I’ve always been a great reader of parenting books.
I remember reading one book that argued forcefully for ‘positive parenting’. The central message was this: ‘If you only pay attention to positive behaviours in your children, they alone will be reinforced, and the behaviours you don’t like will steadily disappear.’
At the time I was in my early thirties with two little boys. I retold the message to my husband Martin and my mother — how exciting it would be to be able to drop the discipline and just focus on the good things!
‘In my experience, if you ignore children who are behaving badly they will scale up their behaviour until you do notice,’ advised my mother.
But I ignored her. Perhaps I had already internalised the message that I should only pay attention to what I wanted to see and hear?
We started our new parenting approach at breakfast the following day. Tim (four and a half years old) did not like to sit at the table to eat. In fact, he did not even really like to eat. He appeared at the doorway and slowly approached the breakfast table. Martin and I beamed at him approvingly. Tim reached the table only to promptly duck under it and drop to the floor beneath.
Instead of asking him to sit and eat, we steadfastly ignored him and talked of other things. One little hand shot up to the edge of the table, and then another. I thought for a moment that he had capitulated and was going to swing himself out and eat with us. But then the hands began a dialogue, with the right having a deep growly voice and the left squeaking plaintively. It was quite clearly the story of Dad telling Tim to eat, and Tim resisting.
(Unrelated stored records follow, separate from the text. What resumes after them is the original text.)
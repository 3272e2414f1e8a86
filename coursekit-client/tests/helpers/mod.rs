//! In-process mock gateway for integration tests
//!
//! Emulates the remote API gateway plus the object store on one ephemeral
//! port: signed upload URLs issued by the grant endpoint point back at
//! this server's `/storage/` routes. State is programmable (failure
//! injection per endpoint) and every mutating request is recorded so
//! tests can assert on exactly what went over the wire.

#![allow(dead_code)]

use std::collections::HashMap;
use std::net::SocketAddr;
use std::sync::{Arc, Mutex};
use std::time::Duration;

use axum::body::Bytes;
use axum::extract::{Path, Query, State};
use axum::http::{HeaderMap, StatusCode};
use axum::response::{IntoResponse, Response};
use axum::routing::{get, post, put};
use axum::{Json, Router};
use serde_json::{json, Value};
use uuid::Uuid;

use coursekit_client::{ApiGateway, CourseEditor, CourseStore, StaticCredentials};
use coursekit_common::model::{ContentKind, Course, Lesson, Note, Section};

/// One request observed by the mock, for wire-level assertions
#[derive(Debug, Clone)]
pub struct Recorded {
    pub method: String,
    pub path: String,
    pub body: Value,
    pub bearer: Option<String>,
}

#[derive(Default)]
pub struct MockState {
    pub base_url: String,
    pub courses: Vec<Course>,
    pub lessons: HashMap<Uuid, Lesson>,
    pub storage: HashMap<String, Vec<u8>>,
    pub recorded: Vec<Recorded>,
    /// Non-2xx status to return from the course list endpoint
    pub fail_list: Option<u16>,
    /// Non-2xx status to return from the upload grant endpoint
    pub fail_grant: Option<u16>,
    /// Non-2xx status to return from the storage PUT
    pub fail_transfer: Option<u16>,
    /// Non-2xx status to return from lesson creation
    pub fail_lesson_create: Option<u16>,
    /// Non-2xx status to return from section deletion
    pub fail_delete_section: Option<u16>,
}

impl MockState {
    pub fn seed_course(&mut self, title: &str, published: bool) -> Uuid {
        let id = Uuid::new_v4();
        self.courses.push(Course {
            id,
            title: title.to_string(),
            description: String::new(),
            category: None,
            banner: None,
            published,
            sections: Vec::new(),
            created_at: None,
        });
        id
    }

    pub fn seed_section(&mut self, course_id: Uuid, title: &str) -> Uuid {
        let id = Uuid::new_v4();
        let course = self
            .courses
            .iter_mut()
            .find(|c| c.id == course_id)
            .expect("seed_section: unknown course");
        course.sections.push(Section {
            id,
            course_id,
            title: title.to_string(),
            description: String::new(),
            lessons: Vec::new(),
        });
        id
    }

    pub fn seed_lesson(&mut self, course_id: Uuid, section_id: Uuid, title: &str) -> Uuid {
        let id = Uuid::new_v4();
        let course = self
            .courses
            .iter_mut()
            .find(|c| c.id == course_id)
            .expect("seed_lesson: unknown course");
        let section = course
            .sections
            .iter_mut()
            .find(|s| s.id == section_id)
            .expect("seed_lesson: unknown section");
        section.lessons.push(id);
        self.lessons.insert(
            id,
            Lesson {
                id,
                title: title.to_string(),
                description: String::new(),
                kind: ContentKind::Lecture,
                file_path: None,
                notes: Vec::new(),
            },
        );
        id
    }

    pub fn requests_to(&self, method: &str, path: &str) -> Vec<Recorded> {
        self.recorded
            .iter()
            .filter(|r| r.method == method && r.path == path)
            .cloned()
            .collect()
    }

    fn record(&mut self, method: &str, path: &str, body: Value, headers: &HeaderMap) {
        let bearer = headers
            .get("authorization")
            .and_then(|v| v.to_str().ok())
            .map(|v| v.to_string());
        self.recorded.push(Recorded {
            method: method.to_string(),
            path: path.to_string(),
            body,
            bearer,
        });
    }
}

pub struct MockGateway {
    pub addr: SocketAddr,
    pub state: Arc<Mutex<MockState>>,
}

impl MockGateway {
    /// Bind on an ephemeral port and serve in the background
    pub async fn spawn() -> Self {
        let state = Arc::new(Mutex::new(MockState::default()));
        let app = router(Arc::clone(&state));

        let listener = tokio::net::TcpListener::bind("127.0.0.1:0")
            .await
            .expect("bind mock gateway");
        let addr = listener.local_addr().expect("mock gateway addr");
        state.lock().unwrap().base_url = format!("http://{}", addr);

        tokio::spawn(async move {
            axum::serve(listener, app).await.expect("mock gateway serve");
        });

        Self { addr, state }
    }

    pub fn url(&self) -> String {
        format!("http://{}", self.addr)
    }

    pub fn lock(&self) -> std::sync::MutexGuard<'_, MockState> {
        self.state.lock().unwrap()
    }

    /// Gateway client + store + editor wired against this mock
    pub fn client(&self) -> (Arc<ApiGateway>, Arc<CourseStore>, CourseEditor) {
        let gateway = Arc::new(
            ApiGateway::new(
                self.url(),
                Duration::from_secs(5),
                Box::new(StaticCredentials::new("test-token")),
            )
            .expect("gateway client"),
        );
        let store = Arc::new(CourseStore::new());
        let editor =
            CourseEditor::new(Arc::clone(&gateway), Arc::clone(&store)).expect("editor");
        (gateway, store, editor)
    }
}

type Shared = Arc<Mutex<MockState>>;

fn router(state: Shared) -> Router {
    Router::new()
        .route("/teacher/course/all", get(list_courses))
        .route("/teacher/course", post(create_course).patch(patch_course))
        .route(
            "/teacher/course/section",
            post(create_section).put(patch_section).delete(delete_section),
        )
        .route(
            "/teacher/course/lesson",
            get(get_lesson).post(create_lesson).put(patch_lesson).delete(delete_lesson),
        )
        .route("/teacher/course/getUpdateLink", get(update_link))
        .route("/teacher/course/getViewableLink", get(viewable_link))
        .route(
            "/user/course/lesson/note",
            post(create_note).delete(delete_note),
        )
        .route("/storage/*key", put(storage_put))
        .with_state(state)
}

fn reject(status: u16, message: &str) -> Response {
    (
        StatusCode::from_u16(status).unwrap_or(StatusCode::INTERNAL_SERVER_ERROR),
        Json(json!({ "message": message })),
    )
        .into_response()
}

fn query_uuid(query: &HashMap<String, String>, key: &str) -> Result<Uuid, Response> {
    query
        .get(key)
        .and_then(|v| v.parse().ok())
        .ok_or_else(|| reject(400, &format!("missing or invalid {}", key)))
}

async fn list_courses(State(state): State<Shared>, headers: HeaderMap) -> Response {
    let mut state = state.lock().unwrap();
    state.record("GET", "/teacher/course/all", Value::Null, &headers);
    if let Some(status) = state.fail_list {
        return reject(status, "course list unavailable");
    }
    Json(state.courses.clone()).into_response()
}

async fn create_course(
    State(state): State<Shared>,
    headers: HeaderMap,
    body: Bytes,
) -> Response {
    let value: Value = match serde_json::from_slice(&body) {
        Ok(v) => v,
        Err(_) => return reject(400, "invalid body"),
    };
    let mut state = state.lock().unwrap();
    state.record("POST", "/teacher/course", value.clone(), &headers);

    let course = Course {
        id: Uuid::new_v4(),
        title: value["title"].as_str().unwrap_or_default().to_string(),
        description: value["description"].as_str().unwrap_or_default().to_string(),
        category: value["category"].as_str().map(|s| s.to_string()),
        banner: None,
        published: false,
        sections: Vec::new(),
        created_at: None,
    };
    state.courses.push(course.clone());
    Json(course).into_response()
}

async fn patch_course(
    State(state): State<Shared>,
    Query(query): Query<HashMap<String, String>>,
    headers: HeaderMap,
    body: Bytes,
) -> Response {
    let course_id = match query_uuid(&query, "courseId") {
        Ok(id) => id,
        Err(r) => return r,
    };
    let value: Value = serde_json::from_slice(&body).unwrap_or(Value::Null);

    let mut state = state.lock().unwrap();
    state.record("PATCH", "/teacher/course", value.clone(), &headers);

    let Some(course) = state.courses.iter_mut().find(|c| c.id == course_id) else {
        return reject(404, "course not found");
    };
    if let Some(title) = value["title"].as_str() {
        course.title = title.to_string();
    }
    if let Some(description) = value["description"].as_str() {
        course.description = description.to_string();
    }
    if let Some(banner) = value["banner"].as_str() {
        course.banner = Some(banner.to_string());
    }
    if let Some(published) = value["published"].as_bool() {
        course.published = published;
    }
    Json(json!({ "ok": true })).into_response()
}

async fn create_section(
    State(state): State<Shared>,
    Query(query): Query<HashMap<String, String>>,
    headers: HeaderMap,
    body: Bytes,
) -> Response {
    let course_id = match query_uuid(&query, "courseId") {
        Ok(id) => id,
        Err(r) => return r,
    };
    let value: Value = serde_json::from_slice(&body).unwrap_or(Value::Null);

    let mut state = state.lock().unwrap();
    state.record("POST", "/teacher/course/section", value.clone(), &headers);

    let Some(course) = state.courses.iter_mut().find(|c| c.id == course_id) else {
        return reject(404, "course not found");
    };
    course.sections.push(Section {
        id: Uuid::new_v4(),
        course_id,
        title: value["title"].as_str().unwrap_or_default().to_string(),
        description: value["description"].as_str().unwrap_or_default().to_string(),
        lessons: Vec::new(),
    });
    Json(json!({ "ok": true })).into_response()
}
I could see Martin was going to say something about this and so I reminded him in a whisper of the new rule. ‘We only notice good behaviour.’ He did not look particularly happy about it — but he nodded his agreement.
The dialogue presently stopped and I could hear scuffling sounds under the table. Luckily I am constructed so that I can talk ceaselessly and I was able to give an excellent impression of ignoring these intriguing noises. However Martin was not performing well in the supporting role, and my attention was eventually caught by the expression on his face. He is hard to read at the best of times, but at that precise moment his expression was so utterly impassive — so wooden — that he would not have been out of place in a shop window display.
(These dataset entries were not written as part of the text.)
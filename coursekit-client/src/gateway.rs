//! Remote API gateway client
//!
//! One async method per gateway endpoint. Credentials are injected through
//! [`CredentialProvider`] rather than read from ambient storage inside leaf
//! operations, so every caller is testable with a fake credential source.
//!
//! Non-2xx responses are surfaced as [`GatewayError::Api`] with the message
//! extracted from the JSON body's `message` field when present.

use coursekit_common::api::{
    ApiErrorBody, CoursePatch, CreateCourseBody, LessonBody, LessonPatch, NoteBody, SectionBody,
    SectionPatch, UploadGrant, ViewableLink,
};
use coursekit_common::model::{Course, Lesson, Note};
use serde::de::DeserializeOwned;
use serde::Serialize;
use std::path::PathBuf;
use std::time::Duration;
use thiserror::Error;
use uuid::Uuid;

const USER_AGENT: &str = "CourseKit/0.1.0 (https://github.com/coursekit/coursekit)";

/// Gateway client errors
#[derive(Debug, Error)]
pub enum GatewayError {
    #[error("Credential error: {0}")]
    Credentials(String),

    #[error("Network error: {0}")]
    Network(String),

    #[error("API error {status}: {message}")]
    Api { status: u16, message: String },

    #[error("Parse error: {0}")]
    Decode(String),
}

impl GatewayError {
    /// Status code of an API rejection, if this error is one
    pub fn status(&self) -> Option<u16> {
        match self {
            GatewayError::Api { status, .. } => Some(*status),
            _ => None,
        }
    }
}

/// Source of the bearer token attached to every gateway call
pub trait CredentialProvider: Send + Sync {
    fn bearer_token(&self) -> Result<String, GatewayError>;
}

/// Fixed token, used by tests and the CLI `--token` flag
pub struct StaticCredentials(String);

impl StaticCredentials {
    pub fn new(token: impl Into<String>) -> Self {
        Self(token.into())
    }
}

impl CredentialProvider for StaticCredentials {
    fn bearer_token(&self) -> Result<String, GatewayError> {
        Ok(self.0.clone())
    }
}

/// Token persisted by the session layer, re-read on every call so a
/// rotated session is picked up without restarting
pub struct SessionFile {
    path: PathBuf,
}

impl SessionFile {
    pub fn new(path: PathBuf) -> Self {
        Self { path }
    }
}

impl CredentialProvider for SessionFile {
    fn bearer_token(&self) -> Result<String, GatewayError> {
        let token = std::fs::read_to_string(&self.path)
            .map_err(|e| GatewayError::Credentials(format!("{:?}: {}", self.path, e)))?;
        let token = token.trim();
        if token.is_empty() {
            return Err(GatewayError::Credentials(format!(
                "Session file is empty: {:?}",
                self.path
            )));
        }
        Ok(token.to_string())
    }
}

/// Remote API gateway client
pub struct ApiGateway {
    http: reqwest::Client,
    base_url: String,
    credentials: Box<dyn CredentialProvider>,
}

impl ApiGateway {
    pub fn new(
        base_url: impl Into<String>,
        timeout: Duration,
        credentials: Box<dyn CredentialProvider>,
    ) -> Result<Self, GatewayError> {
        let http = reqwest::Client::builder()
            .user_agent(USER_AGENT)
            .timeout(timeout)
            .build()
            .map_err(|e| GatewayError::Network(e.to_string()))?;

        let mut base_url = base_url.into();
        while base_url.ends_with('/') {
            base_url.pop();
        }

        Ok(Self {
            http,
            base_url,
            credentials,
        })
    }

    /// Full course list for the authenticated teacher, sections nested,
    /// lesson lists as ID arrays
    pub async fn list_courses(&self) -> Result<Vec<Course>, GatewayError> {
        self.get_json("/teacher/course/all", &[]).await
    }

    pub async fn create_course(&self, body: &CreateCourseBody) -> Result<Course, GatewayError> {
        self.send_json(reqwest::Method::POST, "/teacher/course", &[], body)
            .await
    }

    pub async fn patch_course(
        &self,
        course_id: Uuid,
        patch: &CoursePatch,
    ) -> Result<(), GatewayError> {
        let response = self
            .request(
                reqwest::Method::PATCH,
                "/teacher/course",
                &[("courseId", course_id.to_string())],
            )?
            .json(patch)
            .send()
            .await
            .map_err(|e| GatewayError::Network(e.to_string()))?;
        Self::check(response).await.map(|_| ())
    }

    pub async fn create_section(
        &self,
        course_id: Uuid,
        body: &SectionBody,
    ) -> Result<(), GatewayError> {
        let response = self
            .request(
                reqwest::Method::POST,
                "/teacher/course/section",
                &[("courseId", course_id.to_string())],
            )?
            .json(body)
            .send()
            .await
            .map_err(|e| GatewayError::Network(e.to_string()))?;
        Self::check(response).await.map(|_| ())
    }

    pub async fn patch_section(
        &self,
        course_id: Uuid,
        section_id: Uuid,
        patch: &SectionPatch,
    ) -> Result<(), GatewayError> {
        let response = self
            .request(
                reqwest::Method::PUT,
                "/teacher/course/section",
                &[
                    ("courseId", course_id.to_string()),
                    ("sectionId", section_id.to_string()),
                ],
            )?
            .json(patch)
            .send()
            .await
            .map_err(|e| GatewayError::Network(e.to_string()))?;
        Self::check(response).await.map(|_| ())
    }

    pub async fn delete_section(
        &self,
        course_id: Uuid,
        section_id: Uuid,
    ) -> Result<(), GatewayError> {
        let response = self
            .request(
                reqwest::Method::DELETE,
                "/teacher/course/section",
                &[
                    ("courseId", course_id.to_string()),
                    ("sectionId", section_id.to_string()),
                ],
            )?
            .send()
            .await
            .map_err(|e| GatewayError::Network(e.to_string()))?;
        Self::check(response).await.map(|_| ())
    }

    /// Full lesson record with notes, fetched on demand per node
    pub async fn get_lesson(&self, lesson_id: Uuid) -> Result<Lesson, GatewayError> {
        self.get_json(
            "/teacher/course/lesson",
            &[("lessonId", lesson_id.to_string())],
        )
        .await
    }

    pub async fn create_lesson(
        &self,
        section_id: Uuid,
        course_id: Uuid,
        body: &LessonBody,
    ) -> Result<Lesson, GatewayError> {
        self.send_json(
            reqwest::Method::POST,
            "/teacher/course/lesson",
            &[
                ("sectionId", section_id.to_string()),
                ("courseId", course_id.to_string()),
            ],
            body,
        )
        .await
    }

    pub async fn patch_lesson(
        &self,
        lesson_id: Uuid,
        course_id: Uuid,
        patch: &LessonPatch,
    ) -> Result<(), GatewayError> {
        let response = self
            .request(
                reqwest::Method::PUT,
                "/teacher/course/lesson",
                &[
                    ("lessonId", lesson_id.to_string()),
                    ("courseId", course_id.to_string()),
                ],
            )?
            .json(patch)
            .send()
            .await
            .map_err(|e| GatewayError::Network(e.to_string()))?;
        Self::check(response).await.map(|_| ())
    }

    pub async fn delete_lesson(
        &self,
        lesson_id: Uuid,
        course_id: Uuid,
        section_id: Uuid,
    ) -> Result<(), GatewayError> {
        let response = self
            .request(
                reqwest::Method::DELETE,
                "/teacher/course/lesson",
                &[
                    ("lessonId", lesson_id.to_string()),
                    ("courseId", course_id.to_string()),
                    ("sectionId", section_id.to_string()),
                ],
            )?
            .send()
            .await
            .map_err(|e| GatewayError::Network(e.to_string()))?;
        Self::check(response).await.map(|_| ())
    }

    pub async fn create_note(
        &self,
        lesson_id: Uuid,
        body: &NoteBody,
    ) -> Result<Note, GatewayError> {
        self.send_json(
            reqwest::Method::POST,
            "/user/course/lesson/note",
            &[("lessonId", lesson_id.to_string())],
            body,
        )
        .await
    }

    pub async fn delete_note(&self, note_id: Uuid, lesson_id: Uuid) -> Result<(), GatewayError> {
        let response = self
            .request(
                reqwest::Method::DELETE,
                "/user/course/lesson/note",
                &[
                    ("noteId", note_id.to_string()),
                    ("lessonId", lesson_id.to_string()),
                ],
            )?
            .send()
            .await
            .map_err(|e| GatewayError::Network(e.to_string()))?;
        Self::check(response).await.map(|_| ())
    }

    /// Signed upload grant for a direct storage PUT
    pub async fn upload_grant(
        &self,
        filename: &str,
        content_type: &str,
        course_id: Uuid,
    ) -> Result<UploadGrant, GatewayError> {
        self.get_json(
            "/teacher/course/getUpdateLink",
            &[
                ("filename", filename.to_string()),
                ("contentType", content_type.to_string()),
                ("courseId", course_id.to_string()),
            ],
        )
        .await
    }

    /// Time-limited signed download link for an object key.
    ///
    /// Links expire; callers must re-request on every render rather than
    /// cache the result.
    pub async fn viewable_link(&self, file_key: &str) -> Result<ViewableLink, GatewayError> {
        self.get_json(
            "/teacher/course/getViewableLink",
            &[("filename", file_key.to_string())],
        )
        .await
    }

    fn request(
        &self,
        method: reqwest::Method,
        path: &str,
        query: &[(&str, String)],
    ) -> Result<reqwest::RequestBuilder, GatewayError> {
        let token = self.credentials.bearer_token()?;
        let url = format!("{}{}", self.base_url, path);
        let mut builder = self.http.request(method, url).bearer_auth(token);
        if !query.is_empty() {
            builder = builder.query(query);
        }
        Ok(builder)
    }

    async fn get_json<T: DeserializeOwned>(
        &self,
        path: &str,
        query: &[(&str, String)],
    ) -> Result<T, GatewayError> {
        let response = self
            .request(reqwest::Method::GET, path, query)?
            .send()
            .await
            .map_err(|e| GatewayError::Network(e.to_string()))?;
        let response = Self::check(response).await?;
        response
            .json()
            .await
            .map_err(|e| GatewayError::Decode(e.to_string()))
    }

    async fn send_json<B: Serialize, T: DeserializeOwned>(
        &self,
        method: reqwest::Method,
        path: &str,
        query: &[(&str, String)],
        body: &B,
    ) -> Result<T, GatewayError> {
        let response = self
            .request(method, path, query)?
            .json(body)
            .send()
            .await
            .map_err(|e| GatewayError::Network(e.to_string()))?;
        let response = Self::check(response).await?;
        response
            .json()
            .await
            .map_err(|e| GatewayError::Decode(e.to_string()))
    }

    async fn check(response: reqwest::Response) -> Result<reqwest::Response, GatewayError> {
        let status = response.status();
        if status.is_success() {
            return Ok(response);
        }

        // Prefer the gateway's own message over the bare status line
        let message = match response.text().await {
            Ok(text) => match serde_json::from_str::<ApiErrorBody>(&text) {
                Ok(body) => body.message,
                Err(_) if !text.is_empty() => text,
                Err(_) => status
                    .canonical_reason()
                    .unwrap_or("request failed")
                    .to_string(),
            },
            Err(_) => status
                .canonical_reason()
                .unwrap_or("request failed")
                .to_string(),
        };

        Err(GatewayError::Api {
            status: status.as_u16(),
            message,
        })
    }
}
I was to find out later that Tim had been biting his leg at the time.
But we finished our breakfast with me still in ignorance of this. Martin went to work and I continued on with my new parenting method.
One of the boys’ habits I particularly disliked was ‘play-wrestling’. Someone was always hurt. Later we instituted a rule that they could only wrestle with their father — which has stood the test of time — but on this particular day I adhered firmly to the rule of ignoring what I didn’t want to see.
While I hung out washing I could hear the stealthy sounds of Tim and Sam beginning to wrestle. About here is where I would normally have broken it up. Roll, roll, and thump of them together on the floor. And then, over in the other direction — roll, roll, thump. And then a howl.
I picked up my basket and walked swiftly past the combatants, now well separated and attempting to hide tears.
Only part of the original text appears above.